Connected logistics startup LoadDocs is tackling one of the oilfield service industry's most vexing daily challenges: completing paperwork in the field.
By combining its proprietary system for capturing and transmitting images with smartphone connectivity, LoadDocs enables operators to send proof of delivery and other essential documents directly from the the cab of their trucks back to the home office as an alternative to faxing in paperwork from a field office or other remote location.
"It's a simple formula," said LoadDocs chief operating officer Brian Belcher. "Speeding up the paper flow will speed up the cash flow."
With the LoadDocs app, all an operator needs to do is take a picture of a document, assisted by guides on the camera screen to help with framing. LoadDocs' technology takes care of the rest by automatically cropping, rotating and adjusting image colors to produce an as-good-as-original electronic copy. "Customers are not going to pay unless the document is legible," Belcher said.

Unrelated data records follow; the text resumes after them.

use async_trait::async_trait;
use url::Url;

use super::{Resolver, SourceKind, Track};
use crate::error::ResolutionError;

/// Extensiones que se quitan del nombre del archivo al derivar el título
const AUDIO_EXTENSIONS: &[&str] = &[
    "mp3", "ogg", "opus", "flac", "wav", "m4a", "aac", "webm", "pls", "m3u", "m3u8",
];

/// Resolver sintáctico para archivos de audio y radios por HTTP
pub struct DirectUrlResolver {
    kind: SourceKind,
}

impl DirectUrlResolver {
    pub fn new(kind: SourceKind) -> Self {
        Self { kind }
    }
}

/// Título derivado del último segmento de la ruta, o el host si no hay ninguno
pub fn title_from_url(url: &Url) -> String {
    let segment = url
        .path_segments()
        .and_then(|mut segments| segments.rfind(|s| !s.is_empty()))
        .map(|s| urlencoding::decode(s).map(|d| d.into_owned()).unwrap_or_else(|_| s.to_string()));

    let title = segment.map(|name| {
        let stem = match name.rsplit_once('.') {
            Some((stem, ext)) if AUDIO_EXTENSIONS.contains(&ext.to_ascii_lowercase().as_str()) => {
                stem.to_string()
            }
            _ => name,
        };
        stem.replace(['_', '-', '+'], " ")
            .split_whitespace()
            .collect::<Vec<_>>()
            .join(" ")
    });

    title
        .filter(|t| !t.is_empty())
        .unwrap_or_else(|| url.host_str().unwrap_or("Stream").to_string())
}

#[async_trait]
impl Resolver for DirectUrlResolver {
    fn is_non_playable(&self, _url: &str) -> bool {
        false
    }

    async fn resolve(&self, input: &str) -> Result<Track, ResolutionError> {
        let url = Url::parse(input).map_err(|_| ResolutionError::InvalidUrl {
            kind: self.kind,
            url: input.to_string(),
        })?;

        let artist = url.host_str().unwrap_or("Unknown").to_string();
        let track = Track::new(title_from_url(&url), artist, input, self.kind).with_origin_url(input);

        Ok(match self.kind {
            SourceKind::Radio => track.live(),
            _ => track,
        })
    }
}

#[cfg(test)]
mod tests {
    use super::*;
    use pretty_assertions::assert_eq;

    fn title(url: &str) -> String {
        title_from_url(&Url::parse(url).unwrap())
    }

    #[test]
    fn test_title_from_file_name() {
        assert_eq!(title("https://cdn.example.com/music/My_Great-Song.mp3"), "My Great Song");
        assert_eq!(title("https://cdn.example.com/a/Caf%C3%A9%20del%20Mar.flac?x=1"), "Café del Mar");
        assert_eq!(title("https://cdn.example.com/a/lo+fi+beats.OGG"), "lo fi beats");
    }

    #[test]
    fn test_title_falls_back_to_host() {
        assert_eq!(title("http://radio.example.com:8000/"), "radio.example.com");
    }

    #[test]
    fn test_unknown_extension_is_kept() {
        assert_eq!(title("https://example.com/stream.v2"), "stream.v2");
    }

    #[tokio::test]
    async fn test_radio_is_live_without_duration() {
        let track = DirectUrlResolver::new(SourceKind::Radio)
            .resolve("http://radio.example.com:8000/stream")
            .await
            .unwrap();

        assert!(track.is_live());
        assert_eq!(track.duration_secs(), 0);
        assert_eq!(track.artist(), "radio.example.com");
        assert_eq!(track.title(), "stream");
        assert_eq!(track.source_kind(), SourceKind::Radio);
        assert_eq!(track.playable_locator(), "http://radio.example.com:8000/stream");
    }

    #[tokio::test]
    async fn test_direct_file_is_not_live() {
        let track = DirectUrlResolver::new(SourceKind::DirectHttp)
            .resolve("https://cdn.example.com/song.mp3")
            .await
            .unwrap();

        assert!(!track.is_live());
        assert_eq!(track.title(), "song");
    }

    #[tokio::test]
    async fn test_invalid_url() {
        let err = DirectUrlResolver::new(SourceKind::DirectHttp)
            .resolve("not a url")
            .await
            .unwrap_err();

        assert!(matches!(err, ResolutionError::InvalidUrl { .. }));
    }
}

In addition to digitally sending documents, operators can attach photos, retrieve date and time details, and add location information. This metadata is incredible valuable for an oilfield service crew where the location and time that a job was completed provides a proof of completion in itself.
LoadDocs is designed to manage a wide range of common industry forms, including: bills of lading, run tickets, inspection reports and expense reports. Aside from mobile scanning capabilities, LoadDocs has also enabled some oilfield service companies to begin to digitize specific forms and checklists that may not longer need to be managed on physical paper. Expediting invoices is another key function.

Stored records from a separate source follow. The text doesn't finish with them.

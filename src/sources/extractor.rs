use async_trait::async_trait;
use tracing::info;

use super::{Resolver, SourceKind, Track, YtDlp};
use crate::error::ResolutionError;

/// Resolver genérico basado en yt-dlp (SoundCloud, Bandcamp y URLs desconocidas)
pub struct ExtractorResolver {
    ytdlp: YtDlp,
    kind: SourceKind,
}

impl ExtractorResolver {
    pub fn new(ytdlp: YtDlp, kind: SourceKind) -> Self {
        Self { ytdlp, kind }
    }
}

#[async_trait]
impl Resolver for ExtractorResolver {
    fn is_non_playable(&self, url: &str) -> bool {
        match self.kind {
            SourceKind::SoundCloud => url.contains("/sets/"),
            SourceKind::Bandcamp => url.contains("/album/"),
            _ => false,
        }
    }

    async fn resolve(&self, input: &str) -> Result<Track, ResolutionError> {
        if self.is_non_playable(input) {
            return Err(ResolutionError::UnsupportedCollection { kind: self.kind });
        }

        info!("🧩 Extrayendo {} con yt-dlp: {}", self.kind.as_str(), input);

        let info = self
            .ytdlp
            .dump_json(input)
            .await?
            .ok_or_else(|| ResolutionError::NoResults {
                query: input.to_string(),
            })?;

        info.into_track(self.kind, input)
    }
}

#[cfg(test)]
mod tests {
    use super::*;

    fn resolver(kind: SourceKind) -> ExtractorResolver {
        ExtractorResolver::new(YtDlp::new("yt-dlp".into(), None), kind)
    }

    #[test]
    fn test_sets_and_albums_are_collections() {
        assert!(resolver(SourceKind::SoundCloud).is_non_playable("https://soundcloud.com/artist/sets/summer"));
        assert!(!resolver(SourceKind::SoundCloud).is_non_playable("https://soundcloud.com/artist/song"));
        assert!(resolver(SourceKind::Bandcamp).is_non_playable("https://artist.bandcamp.com/album/lp"));
        assert!(!resolver(SourceKind::Bandcamp).is_non_playable("https://artist.bandcamp.com/track/song"));
    }

    #[test]
    fn test_unknown_sites_are_always_attempted() {
        assert!(!resolver(SourceKind::Unknown).is_non_playable("https://vimeo.com/album/123"));
    }

    #[tokio::test]
    async fn test_collection_fails_without_spawning() {
        // El binario no existe: si se lanzara, el error sería de E/S
        let resolver = ExtractorResolver::new(
            YtDlp::new("/nonexistent/yt-dlp".into(), None),
            SourceKind::SoundCloud,
        );

        let err = resolver
            .resolve("https://soundcloud.com/artist/sets/summer")
            .await
            .unwrap_err();

        assert!(matches!(err, ResolutionError::UnsupportedCollection { .. }));
    }

    #[tokio::test]
    async fn test_missing_binary_is_an_io_error() {
        let resolver = ExtractorResolver::new(
            YtDlp::new("/nonexistent/yt-dlp".into(), None),
            SourceKind::Unknown,
        );

        let err = resolver.resolve("https://vimeo.com/1").await.unwrap_err();
        assert!(matches!(err, ResolutionError::Io(_)));
    }
}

"LoadDocs helps fleets go from ‘delivered' to ‘invoiced' in minutes," Belcher said. "We've designed LoadDocs to remove one of the pain points of the oilfield service industry. As companies explore what the system can do for them, they'll discover lots of ways to speed up workflow and increase efficiency."

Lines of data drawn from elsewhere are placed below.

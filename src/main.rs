use anyhow::{Context, Result};
use serenity::{model::gateway::GatewayIntents, Client};
use songbird::SerenityInit;
use std::sync::Arc;
use tracing::{error, info};

use open_jukebox::{
    audio::{stream::SubprocessStreamFactory, SessionRegistry, SessionSettings},
    bot::OpenJukebox,
    config::Config,
    sources::ResolutionRouter,
    storage::JsonStorage,
};

#[tokio::main]
async fn main() -> Result<()> {
    // Inicializar logging
    tracing_subscriber::fmt()
        .with_env_filter(
            tracing_subscriber::EnvFilter::from_default_env()
                .add_directive("open_jukebox=debug".parse()?)
                .add_directive("serenity=info".parse()?)
                .add_directive("songbird=info".parse()?),
        )
        .init();

    info!("🎵 Iniciando Open Jukebox v{}", env!("CARGO_PKG_VERSION"));

    // Cargar configuración
    let config = Config::load()?;

    // Manejar health check si es necesario
    if std::env::args().any(|arg| arg == "--health-check") {
        return health_check(&config).await;
    }

    // Inicializar almacenamiento JSON
    let storage = Arc::new(JsonStorage::new(config.data_dir.clone()).await?);

    // Resolución de fuentes
    let router = Arc::new(ResolutionRouter::new(&config).context("No se pudo crear el cliente HTTP")?);
    if let Some(tokens) = router.spotify_tokens() {
        tokens.spawn_refresh_task();
        info!("🟢 Spotify habilitado");
    }

    // Motor de reproducción
    let registry = Arc::new(SessionRegistry::new(
        Arc::new(SubprocessStreamFactory::from_config(&config)),
        storage.clone(),
        SessionSettings::from_config(&config),
    ));

    // Configurar intents mínimos necesarios
    let intents = GatewayIntents::GUILDS | GatewayIntents::GUILD_VOICE_STATES;

    let token = config.discord_token.clone();
    let handler = OpenJukebox::new(config, storage, router, registry.clone());

    // Construir cliente
    let mut client = Client::builder(&token, intents)
        .event_handler(handler)
        .register_songbird()
        .await?;

    // Manejar shutdown graceful
    let shard_manager = client.shard_manager.clone();
    tokio::spawn(async move {
        if let Err(e) = tokio::signal::ctrl_c().await {
            error!("Error al registrar Ctrl+C: {:?}", e);
            return;
        }
        info!("⚠️ Señal de shutdown recibida, cerrando sesiones...");
        registry.shutdown().await;
        shard_manager.shutdown_all().await;
    });

    // Iniciar bot
    info!("🚀 Bot iniciado exitosamente");
    if let Err(why) = client.start().await {
        error!("Error al ejecutar cliente: {:?}", why);
    }

    Ok(())
}

/// Verifica que yt-dlp y ffmpeg estén disponibles
async fn health_check(config: &Config) -> Result<()> {
    let yt_dlp = async_process::Command::new(&config.ytdlp_path)
        .arg("--version")
        .output()
        .await
        .with_context(|| format!("No se pudo ejecutar {}", config.ytdlp_path.display()))?;

    let ffmpeg = async_process::Command::new(&config.ffmpeg_path)
        .arg("-version")
        .output()
        .await
        .with_context(|| format!("No se pudo ejecutar {}", config.ffmpeg_path.display()))?;

    if yt_dlp.status.success() && ffmpeg.status.success() {
        println!("OK");
        Ok(())
    } else {
        anyhow::bail!("Dependencias faltantes");
    }
}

Operators often work at job sites in places with limited or no cell coverage. LoadDocs is designed to capture and store images the operators take; when it detects a stronger signal, it automatically transmits the documents to the home office.
At the company's office, managers can use the system's optical-character-recognition technology to capture data from the electronic documents for reports. They no longer have to type information on a piece of paper into a computer system, and they no longer have to handle or store massive amounts of paper. "Through artificial intelligence, LoadDocs can learn about the documents and data that the back-office is expecting to further automate the process over time," said Belcher.
LoadDocs is compatible across any Android and iOS device. It has also recently launched a partnership with Trimble, a leading provider of fleet mobility hardware. Operators and contractors using Trimble's in-cab electronic logging device can install the LoadDocs app on the hardware. In addition to hardware partnerships, LoadDocs has also partnered with the leading transportation management systems to support integrations so the documents are accessible from wherever they are needed.
According to Belcher, LoadDocs also has flexibility in its license model. "LoadDocs is quick and easy to get started with no long-term contracts," he said. "Fleets can pay monthly for their usage to align their costs as they grow with the application."